Franz Joseph was regarded as an extremely conscientious ruler who adhered to a strict daily routine. As the ‘supreme public servant’ of his state, he embodied an ideal work ethic that expressed itself in precisely planned activities and, above all, punctuality. Even though this ethos had not yet been fully implemented in the civil service, the increased administrative burden – with responsibilities being transferred to district, local and communal authority offices – required fixed hours of work and such virtues as confidentiality and industry.
Professional public service, unlike many other professions, offered a regularized scope of duties. Prescribed working hours, leave regulations, reprimands and a ban on accepting gifts had already been passed into law under Joseph II and were intended to guarantee a stable administrative system. The ‘bureaucratie’ had become an important pillar of the Monarchy. Its task was to uphold law and order. However, paying visits to public authorities on official business became unpopular as this often required a great deal of time and patience from applicants and thus constituted a major obstacle for the Monarchy’s many illiterate citizens.

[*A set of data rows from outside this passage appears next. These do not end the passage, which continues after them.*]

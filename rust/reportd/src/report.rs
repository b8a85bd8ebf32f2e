use crate::calc::{self, CalcError, Cohort, StudentRecord, SubjectMark, TeacherBook};
use crate::grading::{self, Grade, Verdict, STANDARD_SUBJECTS};
use crate::settings::SchoolSettings;
use serde::Serialize;
use std::fmt::Write as _;

const WIDTH: usize = 80;

#[derive(Debug, Clone, Serialize)]
#[serde(rename_all = "camelCase")]
pub struct SchoolBlock {
    pub name: String,
    pub address_lines: Vec<String>,
    pub phone: String,
    pub email: String,
}

#[derive(Debug, Clone, Serialize)]
#[serde(rename_all = "camelCase")]
pub struct StudentBlock {
    pub student_id: String,
    pub student_number: String,
    pub name: String,
    pub form_level: i64,
    pub term: String,
    pub academic_year: String,
}

#[derive(Debug, Clone, Serialize)]
#[serde(rename_all = "camelCase")]
pub struct SubjectLine {
    pub subject: String,
    pub taken: bool,
    pub mark: Option<i64>,
    pub grade: Option<Grade>,
    pub position: Option<String>,
    pub comment: String,
    pub teacher: Option<String>,
}

#[derive(Debug, Clone, Serialize)]
#[serde(rename_all = "camelCase")]
pub struct Boilerplate {
    pub next_term_begins: String,
    pub pta_fund: String,
    pub sdf_fund: String,
    pub boarding_fee: String,
    pub girls_uniform: String,
    pub boys_uniform: String,
}

#[derive(Debug, Clone, Copy, PartialEq, Eq, Serialize)]
#[serde(rename_all = "lowercase")]
pub enum Tier {
    Junior,
    Senior,
}

#[derive(Debug, Clone, Serialize)]
#[serde(rename_all = "camelCase")]
pub struct ReportCard {
    pub school: SchoolBlock,
    pub student: StudentBlock,
    pub subjects: Vec<SubjectLine>,
    pub position: Option<usize>,
    pub total_students: usize,
    pub tier: Tier,
    pub average_grade: Option<Grade>,
    pub aggregate_points: Option<i64>,
    pub grading_legend: String,
    pub subjects_taken: usize,
    pub subjects_passed: usize,
    pub average: f64,
    pub english_passed: bool,
    pub verdict: Verdict,
    pub reason: String,
    pub form_teacher_comment: String,
    pub head_teacher_comment: String,
    pub boilerplate: Boilerplate,
    pub generated_at: String,
}

/// Assembles one student's term report.
///
/// `marks` are the student's own marks for the term; `cohort` is the
/// student's form for the same term and supplies class and subject positions.
/// An empty mark set is `no_data`, never an empty card.
pub fn build_report_card(
    student: &StudentRecord,
    marks: &[SubjectMark],
    cohort: &Cohort,
    settings: &SchoolSettings,
    teachers: &TeacherBook,
) -> Result<ReportCard, CalcError> {
    let Some(summary) = calc::summarize(marks) else {
        return Err(CalcError::new(
            "no_data",
            "no marks recorded for this student in the requested term",
        )
        .with_details(serde_json::json!({
            "studentId": student.id,
            "term": cohort.filter.term,
            "academicYear": cohort.filter.academic_year,
        })));
    };
    let form_level = student.form_level;
    let values: Vec<i64> = marks.iter().map(|m| m.mark).collect();

    let subjects = STANDARD_SUBJECTS
        .iter()
        .map(|subject| match marks.iter().find(|m| m.subject == *subject) {
            Some(m) => {
                let grade = grading::grade_for(m.mark, form_level);
                SubjectLine {
                    subject: subject.to_string(),
                    taken: true,
                    mark: Some(m.mark),
                    grade: Some(grade),
                    position: Some(cohort.subject_position(&student.id, subject).display),
                    comment: grading::teacher_comment(grade).to_string(),
                    teacher: Some(teachers.name_for(subject, form_level)),
                }
            }
            None => SubjectLine {
                subject: subject.to_string(),
                taken: false,
                mark: None,
                grade: None,
                position: None,
                comment: "Not taken".to_string(),
                teacher: None,
            },
        })
        .collect();

    let position = calc::student_position(cohort, &student.id, form_level, marks);
    let tier = if grading::is_junior(form_level) {
        Tier::Junior
    } else {
        Tier::Senior
    };
    let average_grade = match tier {
        Tier::Junior => Some(grading::average_grade(&values, form_level, summary.verdict)),
        Tier::Senior => None,
    };

    Ok(ReportCard {
        school: SchoolBlock {
            name: settings.school_name_display().to_string(),
            address_lines: settings.address_lines(),
            phone: settings.school_phone.clone(),
            email: settings.school_email.clone(),
        },
        student: StudentBlock {
            student_id: student.id.clone(),
            student_number: student.student_number.clone(),
            name: student.full_name(),
            form_level,
            term: cohort.filter.term.clone(),
            academic_year: cohort.filter.academic_year.clone(),
        },
        subjects,
        position: position.position,
        total_students: position.total_students,
        tier,
        average_grade,
        aggregate_points: position.aggregate_points,
        grading_legend: grading::grading_legend(form_level).to_string(),
        subjects_taken: summary.subjects_taken,
        subjects_passed: summary.subjects_passed,
        average: calc::round2(summary.average),
        english_passed: summary.english_passed,
        verdict: summary.verdict,
        reason: summary.reason.clone(),
        form_teacher_comment: grading::form_teacher_comment(
            summary.verdict,
            summary.subjects_passed,
            summary.average,
        ),
        head_teacher_comment: grading::head_teacher_comment(summary.verdict).to_string(),
        boilerplate: Boilerplate {
            next_term_begins: settings.next_term_display().to_string(),
            pta_fund: settings.pta_display().to_string(),
            sdf_fund: settings.sdf_display().to_string(),
            boarding_fee: settings.boarding_display().to_string(),
            girls_uniform: settings.girls_uniform_display().to_string(),
            boys_uniform: settings.boys_uniform_display().to_string(),
        },
        generated_at: chrono::Local::now().format("%d/%m/%Y %H:%M").to_string(),
    })
}

fn rule(out: &mut String, ch: char) {
    out.extend(std::iter::repeat(ch).take(WIDTH));
    out.push('\n');
}

fn centered(out: &mut String, text: &str) {
    let pad = WIDTH.saturating_sub(text.chars().count()) / 2;
    let _ = writeln!(out, "{}{}", " ".repeat(pad), text);
}

fn truncated(s: &str, max: usize) -> String {
    s.chars().take(max).collect()
}

/// Plain-text progress report, 80 columns wide.
pub fn render_text(card: &ReportCard) -> String {
    let mut out = String::new();
    rule(&mut out, '=');
    centered(&mut out, &card.school.name);
    out.push('\n');
    for line in &card.school.address_lines {
        centered(&mut out, line);
    }
    out.push('\n');
    centered(&mut out, "PROGRESS REPORT");
    rule(&mut out, '=');
    out.push('\n');

    let term_no = card.student.term.replace("Term", "");
    let _ = writeln!(out, "{:<18}{}", "Serial No:", card.student.student_number);
    let _ = writeln!(out, "{:<18}{}", "Student Name:", card.student.name);
    let _ = writeln!(out, "{:<18}{}", "Term:", term_no.trim());
    let _ = writeln!(out, "{:<18}{}", "Form:", card.student.form_level);
    let _ = writeln!(out, "{:<18}{}", "Year:", card.student.academic_year);
    let position = match card.position {
        Some(p) => format!("{}/{}", p, card.total_students),
        None => format!("-/{}", card.total_students),
    };
    let tier_line = match card.tier {
        Tier::Junior => format!(
            "Average Grade: {}",
            card.average_grade.map(|g| g.to_string()).unwrap_or_default()
        ),
        Tier::Senior => format!(
            "Aggregate Points: {}",
            card.aggregate_points
                .map(|p| p.to_string())
                .unwrap_or_else(|| "-".to_string())
        ),
    };
    let _ = writeln!(out, "{:<18}{:<24}{}", "Position:", position, tier_line);
    out.push('\n');

    let _ = writeln!(
        out,
        "{:<20} {:>5} {:>5} {:>6} {:<14} {:<12}",
        "Subject", "Marks", "Grade", "Pos", "Comment", "Signature"
    );
    rule(&mut out, '=');
    for line in &card.subjects {
        match (line.mark, line.grade) {
            (Some(mark), Some(grade)) => {
                let _ = writeln!(
                    out,
                    "{:<20} {:>5} {:>5} {:>6} {:<14} {:<12}",
                    truncated(&line.subject, 20),
                    mark,
                    grade.to_string(),
                    line.position.as_deref().unwrap_or("--"),
                    line.comment,
                    truncated(line.teacher.as_deref().unwrap_or("--"), 12),
                );
            }
            _ => {
                let _ = writeln!(
                    out,
                    "{:<20} {:>5} {:>5} {:>6} {:<14} {:<12}",
                    truncated(&line.subject, 20),
                    "--",
                    "--",
                    "--",
                    line.comment,
                    "--",
                );
            }
        }
    }
    rule(&mut out, '=');

    if let (Tier::Senior, Some(points)) = (card.tier, card.aggregate_points) {
        let _ = writeln!(out, "\nAggregate Points (Best Six): {}", points);
    }
    let _ = writeln!(out, "\n{}", card.grading_legend);
    let _ = writeln!(
        out,
        "Subjects taken: {}  Passed: {}  Average: {:.1}%  Result: {}",
        card.subjects_taken, card.subjects_passed, card.average, card.verdict
    );
    let _ = writeln!(out, "{}", card.reason);
    out.push('\n');
    let _ = writeln!(out, "FORM TEACHER: {}", card.form_teacher_comment);
    let _ = writeln!(out, "HEAD TEACHER: {}", card.head_teacher_comment);
    out.push('\n');
    out.push_str("CLASS TEACHER SIGN: ________________________\n\n");
    rule(&mut out, '=');
    let b = &card.boilerplate;
    let _ = writeln!(out, "NEXT TERM: {}", b.next_term_begins);
    let _ = writeln!(
        out,
        "FEES - PTA: {} | SDF: {} | Boarding: {}",
        b.pta_fund, b.sdf_fund, b.boarding_fee
    );
    let _ = writeln!(out, "UNIFORM - Girls: {}", b.girls_uniform);
    let _ = writeln!(out, "Boys: {}", b.boys_uniform);
    rule(&mut out, '=');
    out.push('\n');
    centered(&mut out, &format!("Date: {}", card.generated_at));
    out
}

#[derive(Debug, Clone, Serialize)]
#[serde(rename_all = "camelCase")]
pub struct ClassSummaryRow {
    pub student_id: String,
    pub name: String,
    pub student_number: String,
    pub verdict: Verdict,
    pub subjects_passed: usize,
    pub english_passed: bool,
    pub english_mark: Option<i64>,
    pub average: f64,
}

#[derive(Debug, Clone, Serialize)]
#[serde(rename_all = "camelCase")]
pub struct ClassSummary {
    pub form_level: i64,
    pub term: String,
    pub academic_year: String,
    /// Active students enrolled in the form, with or without marks.
    pub total_students: usize,
    pub students_with_results: usize,
    pub passed_students: usize,
    pub failed_students: usize,
    pub pass_rate: f64,
    pub failed_english_only: usize,
    pub failed_insufficient_subjects: usize,
    pub failed_both: usize,
    pub students: Vec<ClassSummaryRow>,
    pub text: String,
}

/// Pass/fail breakdown for one form. The pass rate is taken over every
/// enrolled student, so students without marks count against it.
pub fn class_summary(cohort: &Cohort, form_level: i64, enrolled: usize) -> ClassSummary {
    let mut rows = Vec::new();
    let (mut passed, mut english_only, mut insufficient, mut both) = (0, 0, 0, 0);
    for student in cohort.students() {
        let Some(summary) = calc::summarize(&student.marks) else {
            continue;
        };
        let enough = summary.subjects_passed >= grading::MIN_SUBJECTS_PASSED;
        match (summary.verdict, enough, summary.english_passed) {
            (Verdict::Pass, _, _) => passed += 1,
            (Verdict::Fail, true, false) => english_only += 1,
            (Verdict::Fail, false, true) => insufficient += 1,
            (Verdict::Fail, _, _) => both += 1,
        }
        rows.push(ClassSummaryRow {
            student_id: student.id.clone(),
            name: student.name(),
            student_number: student.student_number.clone(),
            verdict: summary.verdict,
            subjects_passed: summary.subjects_passed,
            english_passed: summary.english_passed,
            english_mark: summary.english_mark,
            average: calc::round2(summary.average),
        });
    }
    rows.sort_by(|a, b| {
        (a.verdict == Verdict::Fail)
            .cmp(&(b.verdict == Verdict::Fail))
            .then_with(|| a.name.cmp(&b.name))
    });

    let total_students = enrolled.max(rows.len());
    let failed = rows.len() - passed;
    let pass_rate = if total_students > 0 {
        calc::round2(passed as f64 * 100.0 / total_students as f64)
    } else {
        0.0
    };

    let mut summary = ClassSummary {
        form_level,
        term: cohort.filter.term.clone(),
        academic_year: cohort.filter.academic_year.clone(),
        total_students,
        students_with_results: rows.len(),
        passed_students: passed,
        failed_students: failed,
        pass_rate,
        failed_english_only: english_only,
        failed_insufficient_subjects: insufficient,
        failed_both: both,
        students: rows,
        text: String::new(),
    };
    summary.text = render_class_summary(&summary);
    summary
}

fn render_class_summary(s: &ClassSummary) -> String {
    let mut out = String::new();
    rule(&mut out, '=');
    centered(&mut out, "CLASS PASS/FAIL SUMMARY REPORT");
    rule(&mut out, '=');
    let _ = writeln!(out, "Class: Form {}", s.form_level);
    let _ = writeln!(out, "Term: {}", s.term);
    let _ = writeln!(out, "Academic Year: {}", s.academic_year);
    let _ = writeln!(
        out,
        "Date Generated: {}",
        chrono::Local::now().format("%d/%m/%Y %H:%M")
    );
    rule(&mut out, '=');
    let _ = writeln!(out, "Total Students: {}", s.total_students);
    let _ = writeln!(out, "Students Passed: {} ({:.1}%)", s.passed_students, s.pass_rate);
    let _ = writeln!(
        out,
        "Students Failed: {} ({:.1}%)",
        s.failed_students,
        if s.total_students > 0 { 100.0 - s.pass_rate } else { 0.0 }
    );
    rule(&mut out, '=');
    let _ = writeln!(
        out,
        "Failed due to English only: {} students",
        s.failed_english_only
    );
    let _ = writeln!(
        out,
        "Failed due to insufficient subjects: {} students",
        s.failed_insufficient_subjects
    );
    let _ = writeln!(out, "Failed both criteria: {} students", s.failed_both);
    rule(&mut out, '=');
    let _ = writeln!(
        out,
        "{:<25} {:<10} {:<6} {:<8} {:<8} {:<8}",
        "Name", "Std.No", "Status", "Subjects", "English", "Average"
    );
    rule(&mut out, '-');
    for row in &s.students {
        let english = row
            .english_mark
            .map(|m| format!("{}%", m))
            .unwrap_or_else(|| "--".to_string());
        let _ = writeln!(
            out,
            "{:<25} {:<10} {:<6} {:<8} {:<8} {:.1}%",
            truncated(&row.name, 24),
            row.student_number,
            row.verdict.as_str(),
            row.subjects_passed,
            english,
            row.average
        );
    }
    rule(&mut out, '=');
    out
}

The regulated training of public servants was intended to put a stop to nepotism and the inheriting of official positions. It was the educated urban middle class who tended to become public servants. This new social stratum weakened the position of the nobility. They formed a ‘second tier of society’ which was defined not only through their profession but also by a way of life appropriate to their station. Higher public servants belonged socially to the upper middle class and therefore had to be accommodated in an appropriate district, preferably in the city centre of Vienna. Their households also required a certain number of servants, for which their salaries were not always sufficient. An aulic councillor, before the 1848 revolution, earned between 1,500 and 3,000 gulden per annum, while a lower level public servant had to make do with 400 gulden. Lower level public servants, therefore, lived mostly in the suburbs of Vienna and frequently had to seek additional paid work. For example, public servants undertook unofficial clerical work at night, and their wives helped out by taking in sewing, since the ethos of their class prohibited wives from working officially.